*** Information provided Section Begins ***
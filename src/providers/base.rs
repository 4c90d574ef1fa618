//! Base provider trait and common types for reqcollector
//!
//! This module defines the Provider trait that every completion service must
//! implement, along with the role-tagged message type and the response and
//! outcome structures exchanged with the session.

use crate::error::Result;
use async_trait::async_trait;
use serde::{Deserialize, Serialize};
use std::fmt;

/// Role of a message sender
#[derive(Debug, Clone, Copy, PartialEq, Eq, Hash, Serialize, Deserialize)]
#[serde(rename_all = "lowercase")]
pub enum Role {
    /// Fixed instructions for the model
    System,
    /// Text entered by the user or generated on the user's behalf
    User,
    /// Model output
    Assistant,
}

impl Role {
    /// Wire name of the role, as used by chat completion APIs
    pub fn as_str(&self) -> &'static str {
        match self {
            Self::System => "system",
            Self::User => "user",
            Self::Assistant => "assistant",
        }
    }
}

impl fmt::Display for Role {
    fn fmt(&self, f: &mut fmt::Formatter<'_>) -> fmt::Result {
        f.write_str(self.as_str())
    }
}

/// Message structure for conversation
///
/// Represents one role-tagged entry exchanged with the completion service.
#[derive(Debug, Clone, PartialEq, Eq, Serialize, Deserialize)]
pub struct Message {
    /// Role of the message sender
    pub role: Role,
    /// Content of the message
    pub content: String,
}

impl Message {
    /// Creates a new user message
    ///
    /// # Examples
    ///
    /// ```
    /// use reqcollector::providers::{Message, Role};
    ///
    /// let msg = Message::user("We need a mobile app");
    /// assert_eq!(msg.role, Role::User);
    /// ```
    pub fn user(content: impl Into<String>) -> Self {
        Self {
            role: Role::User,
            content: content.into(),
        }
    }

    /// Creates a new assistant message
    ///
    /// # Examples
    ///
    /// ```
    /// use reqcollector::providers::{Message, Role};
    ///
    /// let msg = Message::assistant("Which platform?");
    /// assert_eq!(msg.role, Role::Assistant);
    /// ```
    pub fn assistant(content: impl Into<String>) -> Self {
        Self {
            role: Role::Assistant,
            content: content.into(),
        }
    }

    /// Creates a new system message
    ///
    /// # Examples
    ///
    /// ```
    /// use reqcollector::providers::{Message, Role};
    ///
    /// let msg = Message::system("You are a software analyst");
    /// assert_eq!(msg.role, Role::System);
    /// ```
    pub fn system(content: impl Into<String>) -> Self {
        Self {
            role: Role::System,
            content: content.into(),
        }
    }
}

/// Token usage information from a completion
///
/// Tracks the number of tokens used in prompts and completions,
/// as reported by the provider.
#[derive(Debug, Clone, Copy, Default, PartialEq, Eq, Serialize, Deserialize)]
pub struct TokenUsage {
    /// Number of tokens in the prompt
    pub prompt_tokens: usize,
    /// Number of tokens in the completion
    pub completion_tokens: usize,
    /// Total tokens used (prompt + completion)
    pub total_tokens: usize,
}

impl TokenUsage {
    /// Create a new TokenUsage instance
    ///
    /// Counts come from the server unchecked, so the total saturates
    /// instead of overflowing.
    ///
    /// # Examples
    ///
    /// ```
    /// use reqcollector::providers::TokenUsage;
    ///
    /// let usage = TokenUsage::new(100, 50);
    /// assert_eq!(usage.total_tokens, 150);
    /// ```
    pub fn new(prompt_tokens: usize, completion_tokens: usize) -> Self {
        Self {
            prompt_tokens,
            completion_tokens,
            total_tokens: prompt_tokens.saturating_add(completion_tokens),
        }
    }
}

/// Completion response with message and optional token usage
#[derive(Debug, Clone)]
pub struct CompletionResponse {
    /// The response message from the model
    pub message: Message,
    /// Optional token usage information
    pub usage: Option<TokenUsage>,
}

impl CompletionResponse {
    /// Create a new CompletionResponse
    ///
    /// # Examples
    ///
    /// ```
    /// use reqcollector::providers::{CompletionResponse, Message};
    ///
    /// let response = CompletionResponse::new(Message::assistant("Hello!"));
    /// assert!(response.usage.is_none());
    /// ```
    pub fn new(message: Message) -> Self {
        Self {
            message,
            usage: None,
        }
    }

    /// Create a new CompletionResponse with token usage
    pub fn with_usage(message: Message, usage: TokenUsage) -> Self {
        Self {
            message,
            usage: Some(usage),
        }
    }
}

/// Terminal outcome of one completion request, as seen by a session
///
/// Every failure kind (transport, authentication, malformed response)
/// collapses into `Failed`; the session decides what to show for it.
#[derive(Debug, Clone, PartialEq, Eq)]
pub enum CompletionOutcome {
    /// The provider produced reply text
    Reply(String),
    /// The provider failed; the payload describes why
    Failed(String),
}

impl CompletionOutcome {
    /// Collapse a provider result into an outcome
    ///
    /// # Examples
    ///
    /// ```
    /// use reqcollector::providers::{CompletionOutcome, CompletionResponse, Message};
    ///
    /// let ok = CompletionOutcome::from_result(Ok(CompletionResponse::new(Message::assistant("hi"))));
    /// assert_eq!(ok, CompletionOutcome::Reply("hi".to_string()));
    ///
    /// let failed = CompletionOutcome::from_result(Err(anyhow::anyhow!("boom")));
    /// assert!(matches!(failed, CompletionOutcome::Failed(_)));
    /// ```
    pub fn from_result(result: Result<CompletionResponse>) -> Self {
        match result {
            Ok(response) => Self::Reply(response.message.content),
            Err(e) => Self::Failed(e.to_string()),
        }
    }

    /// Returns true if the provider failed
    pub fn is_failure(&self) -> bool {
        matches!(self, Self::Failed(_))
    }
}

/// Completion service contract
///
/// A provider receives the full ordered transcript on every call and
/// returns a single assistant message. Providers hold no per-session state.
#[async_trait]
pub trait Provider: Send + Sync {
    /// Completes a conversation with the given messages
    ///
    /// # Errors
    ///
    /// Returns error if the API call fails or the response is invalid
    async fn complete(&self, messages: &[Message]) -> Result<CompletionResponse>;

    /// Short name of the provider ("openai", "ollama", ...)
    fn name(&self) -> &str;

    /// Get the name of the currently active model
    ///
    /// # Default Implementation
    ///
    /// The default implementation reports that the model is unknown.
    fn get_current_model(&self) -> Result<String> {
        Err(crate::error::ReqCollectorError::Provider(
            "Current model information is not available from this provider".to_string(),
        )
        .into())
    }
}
*** Information provided Section Ends ***
* **Required action**: Whatever appears in the lines above should be copied exactly.

* **Answer for this exercise**:
filename src/providers/base.rs
repository 4c90d574ef1fa618
//! Base provider trait and common types for reqcollector
//!
//! This module defines the Provider trait that every completion service must
//! implement, along with the role-tagged message type and the response and
//! outcome structures exchanged with the session.

use crate::error::Result;
use async_trait::async_trait;
use serde::{Deserialize, Serialize};
use std::fmt;

/// Role of a message sender
#[derive(Debug, Clone, Copy, PartialEq, Eq, Hash, Serialize, Deserialize)]
#[serde(rename_all = "lowercase")]
pub enum Role {
    /// Fixed instructions for the model
    System,
    /// Text entered by the user or generated on the user's behalf
    User,
    /// Model output
    Assistant,
}

impl Role {
    /// Wire name of the role, as used by chat completion APIs
    pub fn as_str(&self) -> &'static str {
        match self {
            Self::System => "system",
            Self::User => "user",
            Self::Assistant => "assistant",
        }
    }
}

impl fmt::Display for Role {
    fn fmt(&self, f: &mut fmt::Formatter<'_>) -> fmt::Result {
        f.write_str(self.as_str())
    }
}

/// Message structure for conversation
///
/// Represents one role-tagged entry exchanged with the completion service.
#[derive(Debug, Clone, PartialEq, Eq, Serialize, Deserialize)]
pub struct Message {
    /// Role of the message sender
    pub role: Role,
    /// Content of the message
    pub content: String,
}

impl Message {
    /// Creates a new user message
    ///
    /// # Examples
    ///
    /// ```
    /// use reqcollector::providers::{Message, Role};
    ///
    /// let msg = Message::user("We need a mobile app");
    /// assert_eq!(msg.role, Role::User);
    /// ```
    pub fn user(content: impl Into<String>) -> Self {
        Self {
            role: Role::User,
            content: content.into(),
        }
    }

    /// Creates a new assistant message
    ///
    /// # Examples
    ///
    /// ```
    /// use reqcollector::providers::{Message, Role};
    ///
    /// let msg = Message::assistant("Which platform?");
    /// assert_eq!(msg.role, Role::Assistant);
    /// ```
    pub fn assistant(content: impl Into<String>) -> Self {
        Self {
            role: Role::Assistant,
            content: content.into(),
        }
    }

    /// Creates a new system message
    ///
    /// # Examples
    ///
    /// ```
    /// use reqcollector::providers::{Message, Role};
    ///
    /// let msg = Message::system("You are a software analyst");
    /// assert_eq!(msg.role, Role::System);
    /// ```
    pub fn system(content: impl Into<String>) -> Self {
        Self {
            role: Role::System,
            content: content.into(),
        }
    }
}

/// Token usage information from a completion
///
/// Tracks the number of tokens used in prompts and completions,
/// as reported by the provider.
#[derive(Debug, Clone, Copy, Default, PartialEq, Eq, Serialize, Deserialize)]
pub struct TokenUsage {
    /// Number of tokens in the prompt
    pub prompt_tokens: usize,
    /// Number of tokens in the completion
    pub completion_tokens: usize,
    /// Total tokens used (prompt + completion)
    pub total_tokens: usize,
}

impl TokenUsage {
    /// Create a new TokenUsage instance
    ///
    /// Counts come from the server unchecked, so the total saturates
    /// instead of overflowing.
    ///
    /// # Examples
    ///
    /// ```
    /// use reqcollector::providers::TokenUsage;
    ///
    /// let usage = TokenUsage::new(100, 50);
    /// assert_eq!(usage.total_tokens, 150);
    /// ```
    pub fn new(prompt_tokens: usize, completion_tokens: usize) -> Self {
        Self {
            prompt_tokens,
            completion_tokens,
            total_tokens: prompt_tokens.saturating_add(completion_tokens),
        }
    }
}

/// Completion response with message and optional token usage
#[derive(Debug, Clone)]
pub struct CompletionResponse {
    /// The response message from the model
    pub message: Message,
    /// Optional token usage information
    pub usage: Option<TokenUsage>,
}

impl CompletionResponse {
    /// Create a new CompletionResponse
    ///
    /// # Examples
    ///
    /// ```
    /// use reqcollector::providers::{CompletionResponse, Message};
    ///
    /// let response = CompletionResponse::new(Message::assistant("Hello!"));
    /// assert!(response.usage.is_none());
    /// ```
    pub fn new(message: Message) -> Self {
        Self {
            message,
            usage: None,
        }
    }

    /// Create a new CompletionResponse with token usage
    pub fn with_usage(message: Message, usage: TokenUsage) -> Self {
        Self {
            message,
            usage: Some(usage),
        }
    }
}

/// Terminal outcome of one completion request, as seen by a session
///
/// Every failure kind (transport, authentication, malformed response)
/// collapses into `Failed`; the session decides what to show for it.
#[derive(Debug, Clone, PartialEq, Eq)]
pub enum CompletionOutcome {
    /// The provider produced reply text
    Reply(String),
    /// The provider failed; the payload describes why
    Failed(String),
}

impl CompletionOutcome {
    /// Collapse a provider result into an outcome
    ///
    /// # Examples
    ///
    /// ```
    /// use reqcollector::providers::{CompletionOutcome, CompletionResponse, Message};
    ///
    /// let ok = CompletionOutcome::from_result(Ok(CompletionResponse::new(Message::assistant("hi"))));
    /// assert_eq!(ok, CompletionOutcome::Reply("hi".to_string()));
    ///
    /// let failed = CompletionOutcome::from_result(Err(anyhow::anyhow!("boom")));
    /// assert!(matches!(failed, CompletionOutcome::Failed(_)));
    /// ```
    pub fn from_result(result: Result<CompletionResponse>) -> Self {
        match result {
            Ok(response) => Self::Reply(response.message.content),
            Err(e) => Self::Failed(e.to_string()),
        }
    }

    /// Returns true if the provider failed
    pub fn is_failure(&self) -> bool {
        matches!(self, Self::Failed(_))
    }
}

/// Completion service contract
///
/// A provider receives the full ordered transcript on every call and
/// returns a single assistant message. Providers hold no per-session state.
#[async_trait]
pub trait Provider: Send + Sync {
    /// Completes a conversation with the given messages
    ///
    /// # Errors
    ///
    /// Returns error if the API call fails or the response is invalid
    async fn complete(&self, messages: &[Message]) -> Result<CompletionResponse>;

    /// Short name of the provider ("openai", "ollama", ...)
    fn name(&self) -> &str;

    /// Get the name of the currently active model
    ///
    /// # Default Implementation
    ///
    /// The default implementation reports that the model is unknown.
    fn get_current_model(&self) -> Result<String> {
        Err(crate::error::ReqCollectorError::Provider(
            "Current model information is not available from this provider".to_string(),
        )
        .into())
    }
}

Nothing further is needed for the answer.